Work instruction: Every record must be copied out exactly.

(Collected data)

┌──

//! Feed Shell - Entry Point

use clap::Parser;
use feedshell::integration::{initial_state, parse_viewport};
use feedshell::view::ViewOptions;
use std::path::PathBuf;
use tracing::info;

/// Feed Shell - terminal social dashboard over mock data
#[derive(Parser, Debug)]
#[command(name = "feedshell")]
#[command(version)]
#[command(about = "Terminal social dashboard: news feed, stories, groups and chat contacts")]
pub struct Args {
    /// Path to configuration file
    #[arg(long)]
    pub config: Option<PathBuf>,

    /// Display name of the signed-in user
    #[arg(short, long)]
    pub user: Option<String>,

    /// Start with the chat contacts filtered by this query
    #[arg(short, long)]
    pub filter: Option<String>,

    /// Start with the sidebar's Explore section expanded
    #[arg(short, long)]
    pub explore: bool,

    /// Print the region layout for a WIDTHxHEIGHT pixel viewport and exit
    #[arg(long, value_name = "WIDTHxHEIGHT")]
    pub layout: Option<String>,

    /// Disable colors
    #[arg(long)]
    pub no_color: bool,
}

fn main() -> Result<(), Box<dyn std::error::Error>> {
    let args = Args::parse();

    // Defaults → Config File → Env Vars → CLI Args
    let config = {
        let config_file = feedshell::config::load_config_with_precedence(args.config.clone())?;
        let merged = feedshell::config::merge_config(config_file)?;
        let with_env = feedshell::config::apply_env_overrides(merged);
        // --explore only overrides when passed
        feedshell::config::apply_cli_overrides(
            with_env,
            args.user.clone(),
            args.explore.then_some(true),
        )
    };

    if let Some(raw) = args.layout.as_deref() {
        let (width, height) = parse_viewport(raw)?;
        print!("{}", config.layout.compute(width, height).describe());
        return Ok(());
    }

    feedshell::logging::init(&config.log_file_path)?;

    info!(
        config = ?config,
        "Configuration loaded and resolved"
    );

    let state = initial_state(&config, args.filter.as_deref())?;
    let options = ViewOptions::from_config(&config, args.no_color);

    feedshell::view::run_with_state(state, options)?;

    Ok(())
}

└──

Answer box:
//! Feed Shell - Entry Point

use clap::Parser;
use feedshell::integration::{initial_state, parse_viewport};
use feedshell::view::ViewOptions;
use std::path::PathBuf;
use tracing::info;

/// Feed Shell - terminal social dashboard over mock data
#[derive(Parser, Debug)]
#[command(name = "feedshell")]
#[command(version)]
#[command(about = "Terminal social dashboard: news feed, stories, groups and chat contacts")]
pub struct Args {
    /// Path to configuration file
    #[arg(long)]
    pub config: Option<PathBuf>,

    /// Display name of the signed-in user
    #[arg(short, long)]
    pub user: Option<String>,

    /// Start with the chat contacts filtered by this query
    #[arg(short, long)]
    pub filter: Option<String>,

    /// Start with the sidebar's Explore section expanded
    #[arg(short, long)]
    pub explore: bool,

    /// Print the region layout for a WIDTHxHEIGHT pixel viewport and exit
    #[arg(long, value_name = "WIDTHxHEIGHT")]
    pub layout: Option<String>,

    /// Disable colors
    #[arg(long)]
    pub no_color: bool,
}

fn main() -> Result<(), Box<dyn std::error::Error>> {
    let args = Args::parse();

    // Defaults → Config File → Env Vars → CLI Args
    let config = {
        let config_file = feedshell::config::load_config_with_precedence(args.config.clone())?;
        let merged = feedshell::config::merge_config(config_file)?;
        let with_env = feedshell::config::apply_env_overrides(merged);
        // --explore only overrides when passed
        feedshell::config::apply_cli_overrides(
            with_env,
            args.user.clone(),
            args.explore.then_some(true),
        )
    };

    if let Some(raw) = args.layout.as_deref() {
        let (width, height) = parse_viewport(raw)?;
        print!("{}", config.layout.compute(width, height).describe());
        return Ok(());
    }

    feedshell::logging::init(&config.log_file_path)?;

    info!(
        config = ?config,
        "Configuration loaded and resolved"
    );

    let state = initial_state(&config, args.filter.as_deref())?;
    let options = ViewOptions::from_config(&config, args.no_color);

    feedshell::view::run_with_state(state, options)?;

    Ok(())
}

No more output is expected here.